The inauguration of the Statue of Liberty in 1886 Photograph: Library of Congress
Some of the renowned documentarian’s finest images of the US and its people are included in the book Our America: A Photographic History. “I’ve needed 45 years of telling stories in American history, of delving deeply into lives and moments, places and huge events,” he added
In 1845, John Plumbe established a daguerreotype studio in Washington, D.C. The earliest known image of the US Capitol is one of three perspectives by Plumbe. The Capitol is located at the crossroads of Pennsylvania, Constitution, and Independence Avenues. Construction on the Capitol’s first structure started in 1791 and took 34 years to complete.
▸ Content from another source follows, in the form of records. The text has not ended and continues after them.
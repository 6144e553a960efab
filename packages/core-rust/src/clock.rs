//! Wall-clock access for status timestamps.

use std::time::{SystemTime, UNIX_EPOCH};

/// Abstraction over the system clock for dependency injection.
///
/// Status updates carry a wall-clock timestamp. Tests replace the real clock
/// with a fixed or manually advanced one so reported statuses are stable.
pub trait ClockSource: Send + Sync {
    /// Returns the current time as milliseconds since Unix epoch.
    fn now(&self) -> u64;
}

/// Default clock source that reads the real system time.
#[derive(Debug, Clone, Copy, Default)]
pub struct SystemClock;

impl ClockSource for SystemClock {
    fn now(&self) -> u64 {
        // A clock set before 1970 reports 0 rather than failing the cycle.
        SystemTime::now()
            .duration_since(UNIX_EPOCH)
            .map_or(0, |d| u64::try_from(d.as_millis()).unwrap_or(u64::MAX))
    }
}

/// Clock that always reports the same instant.
#[derive(Debug, Clone, Copy)]
pub struct FixedClock(pub u64);

impl ClockSource for FixedClock {
    fn now(&self) -> u64 {
        self.0
    }
}
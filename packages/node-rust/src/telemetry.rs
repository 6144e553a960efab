//! Tracing subscriber setup for simulator hosts.

use tracing_subscriber::{fmt, prelude::*, EnvFilter};

/// Default filter when `RUST_LOG` is unset.
pub const DEFAULT_FILTER: &str = "info";

/// Log output format.
#[derive(Debug, Clone, Copy, Default, PartialEq, Eq, clap::ValueEnum)]
pub enum LogFormat {
    /// Human-readable lines.
    #[default]
    Pretty,
    /// One JSON object per event.
    Json,
}

/// Installs the global tracing subscriber. Logs go to stderr so stdout stays
/// free for emitted messages.
///
/// # Errors
///
/// Returns an error if the filter is invalid or a global subscriber is
/// already installed.
pub fn init_tracing(format: LogFormat) -> anyhow::Result<()> {
    let filter = match std::env::var(EnvFilter::DEFAULT_ENV) {
        Ok(directives) if !directives.is_empty() => EnvFilter::try_new(directives)?,
        _ => EnvFilter::try_new(DEFAULT_FILTER)?,
    };
    let registry = tracing_subscriber::registry().with(filter);

    match format {
        LogFormat::Pretty => registry
            .with(fmt::layer().with_writer(std::io::stderr).with_target(false))
            .try_init()?,
        LogFormat::Json => registry
            .with(fmt::layer().json().with_writer(std::io::stderr))
            .try_init()?,
    }
    Ok(())
}
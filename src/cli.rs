//! CLI argument definitions using clap derive macros.

use std::fmt;
use std::path::PathBuf;

use clap::Parser;

/// Download lecture media, subtitles and attachments of one course.
///
/// Sign-in uses, in order: a cookie given on the command line or in the
/// config file, the session saved by the last run, then an email/password
/// login. Interrupted files resume on the next run.
#[derive(Parser)]
#[command(name = "coursefetch")]
#[command(author, version, about)]
pub struct Cli {
    /// Course identifier; names the manifest `<COURSE_ID>.json`
    #[arg(value_name = "COURSE_ID")]
    pub course_id: String,

    /// Config file (default: $XDG_CONFIG_HOME/coursefetch/config.json)
    #[arg(long, value_name = "PATH")]
    pub config: Option<PathBuf>,

    /// Directory holding course manifests (default: current directory)
    #[arg(long, value_name = "DIR")]
    pub manifest_dir: Option<PathBuf>,

    /// Root directory for downloads (default: current directory)
    #[arg(short = 'o', long, value_name = "DIR")]
    pub output_dir: Option<PathBuf>,

    /// Download only the first N bytes of each file (0 for whole files)
    #[arg(long, value_name = "N")]
    pub sample_bytes: Option<u64>,

    /// Ignore the saved session and sign in again
    #[arg(long)]
    pub force_login: bool,

    /// Cookie header value to use instead of signing in
    #[arg(long, value_name = "COOKIE")]
    pub cookie: Option<String>,

    /// File whose first non-comment line is a cookie header value
    #[arg(long, value_name = "PATH", conflicts_with = "cookie")]
    pub cookie_file: Option<PathBuf>,

    /// Account email for password login
    #[arg(long, value_name = "EMAIL")]
    pub email: Option<String>,

    /// Account password for password login
    #[arg(long, env = "COURSEFETCH_PASSWORD", hide_env_values = true, value_name = "PASSWORD")]
    pub password: Option<String>,

    /// Site root for login and profile endpoints, e.g. <https://learn.example.com>
    #[arg(long, value_name = "URL")]
    pub base_url: Option<String>,

    /// Attempts per request or file (1-20)
    #[arg(long, value_name = "N", value_parser = clap::value_parser!(u32).range(1..=20))]
    pub retry_attempts: Option<u32>,

    /// Ceiling on connecting and receiving response headers, in milliseconds
    #[arg(long, value_name = "MS", value_parser = clap::value_parser!(u64).range(1..))]
    pub request_timeout_ms: Option<u64>,

    /// Longest silence tolerated while a body streams, in milliseconds
    #[arg(long, value_name = "MS", value_parser = clap::value_parser!(u64).range(1..))]
    pub read_timeout_ms: Option<u64>,

    /// Pause between files, in milliseconds
    #[arg(long, value_name = "MS")]
    pub delay_ms: Option<u64>,

    /// Skip subtitle tracks
    #[arg(long)]
    pub no_subtitles: bool,

    /// Skip attachments
    #[arg(long)]
    pub no_attachments: bool,

    /// Increase output verbosity (-v for debug, -vv for trace)
    #[arg(short, long, action = clap::ArgAction::Count)]
    pub verbose: u8,

    /// Suppress non-error output
    #[arg(short, long)]
    pub quiet: bool,
}

impl fmt::Debug for Cli {
    fn fmt(&self, f: &mut fmt::Formatter<'_>) -> fmt::Result {
        let redact = |value: &Option<String>| value.as_ref().map(|_| "[REDACTED]");
        f.debug_struct("Cli")
            .field("course_id", &self.course_id)
            .field("config", &self.config)
            .field("manifest_dir", &self.manifest_dir)
            .field("output_dir", &self.output_dir)
            .field("sample_bytes", &self.sample_bytes)
            .field("force_login", &self.force_login)
            .field("cookie", &redact(&self.cookie))
            .field("cookie_file", &self.cookie_file)
            .field("email", &self.email)
            .field("password", &redact(&self.password))
            .field("base_url", &self.base_url)
            .field("retry_attempts", &self.retry_attempts)
            .field("request_timeout_ms", &self.request_timeout_ms)
            .field("read_timeout_ms", &self.read_timeout_ms)
            .field("delay_ms", &self.delay_ms)
            .field("no_subtitles", &self.no_subtitles)
            .field("no_attachments", &self.no_attachments)
            .field("verbose", &self.verbose)
            .field("quiet", &self.quiet)
            .finish()
    }
}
It was a relatively simple structure when Plumbe took the 1840s shot of it, before significant extensions had started, but one that had previously undergone changes by at least four architects.
Photograph: Library of Congress
Timothy O’Sullivan captured this image of the harvest of death at Gettysburg, Pennsylvania, in July 1863. “It was, indeed, a ‘harvest of death,'” he said in the caption. “Such an image delivers a helpful moral: it portrays the bleak tragedy and reality of war, in contrast to its pomp. Here are the horrible specifics! Let them contribute to averting the country from suffering another such catastrophe.
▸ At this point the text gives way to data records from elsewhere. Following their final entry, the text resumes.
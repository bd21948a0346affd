//! Integration tests for the resumable transfer engine.
//!
//! These tests drive `TransferEngine` against wiremock servers and, for the
//! stalled-body case, a hand-written TCP server.

use std::path::PathBuf;
use std::sync::{Arc, Mutex};
use std::time::Duration;

use coursefetch_core::Session;
use coursefetch_core::download::{
    DownloadError, DownloadTask, RequestClient, RequestOptions, RetryEvent, RetryPolicy,
    TransferEngine, TransferObserver, TransferStatus,
};
use tempfile::TempDir;
use tokio::io::{AsyncReadExt, AsyncWriteExt};
use tokio::net::{TcpListener, TcpStream};
use wiremock::matchers::{any, header, method, path};
use wiremock::{Mock, MockServer, ResponseTemplate};

fn fast_policy(attempts: u32) -> RetryPolicy {
    RetryPolicy::new(attempts, Duration::from_millis(10), Duration::from_millis(50))
}

fn engine(attempts: u32) -> TransferEngine {
    TransferEngine::new(
        RequestClient::new(fast_policy(attempts)),
        RequestOptions::default().with_read_timeout(Duration::from_secs(5)),
    )
}

fn task_at(server: &MockServer, route: &str, destination: impl Into<PathBuf>) -> DownloadTask {
    DownloadTask::new(format!("{}{route}", server.uri()), destination)
}

fn session() -> Session {
    Session::unverified("sessionid=abc")
}

fn content(len: usize) -> Vec<u8> {
    (0..len).map(|i| u8::try_from(i % 251).expect("fits in u8")).collect()
}

#[derive(Default)]
struct RecordingObserver {
    retries: Mutex<Vec<RetryEvent>>,
}

impl TransferObserver for RecordingObserver {
    fn on_retry(&self, event: &RetryEvent) {
        self.retries.lock().expect("lock").push(event.clone());
    }
}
Photograph: Library of Congress
a photo of the Black troops from the fourth company at Fort Lincoln. Black males were able to join the army thanks to the 1863 Militia Act, however it was still a segregated organization. In the Union Army, there were around 180,000 Black soldiers, while the Union Navy had 20,000.
Photograph: Library of Congress
Ten weeks before his death, on February 5, 1865, Alexander Gardner took one of the president’s last pictures. The first US president to employ photography for political reasons was Abraham Lincoln. Scottish photographer Gardner immigrated to America in 1856.
Photograph: Library of Congress
Photograph: Library of Congress
Alexander Gardner painted one of Abraham Lincoln’s last pictures on February 5, 1865, ten weeks before his death. Lincoln was the first US president to use political photography. Scottish photographer Gardner immigrated to America in 1856.
Photograph: Library of Congress
The biggest cliff home in Colorado’s Mesa Verde National Park is called Mesa Verde Cliff Palace. It includes more than 150 different rooms. Gustaf Nordenskiöld captured this image in the 1890s.
Photograph: Mesa Verde National Park Archives
An underground view of the City Hall-circling Lexington Avenue station in the early 1900s. In 1904, the New York City subway system debuted. The Nation described it as “a slight transit improvement” at the time.
Photograph: Library of Congress
In November 1912, children were seen walking through the Whitman Street landfill in Pawtucket, Rhode Island. Lewis Wickes Hine, a sociologist and investigative photographer, took the picture. The first child labor legislation in the United States were made possible thanks to his images.
Photograph: Shorpy.com/Library of Congress
1935 photograph of a blind street musician in West Memphis, Arkansas. Ben Shahn, along with Walker Evans and Dorothea Lange, was one of the photographers working for the Resettlement Administration at the time the picture was shot.
Photograph: 1935/Library of congress
Photograph: Jerome Liebling
Thanks to The Guardian whose reporting provided the original basis for this story.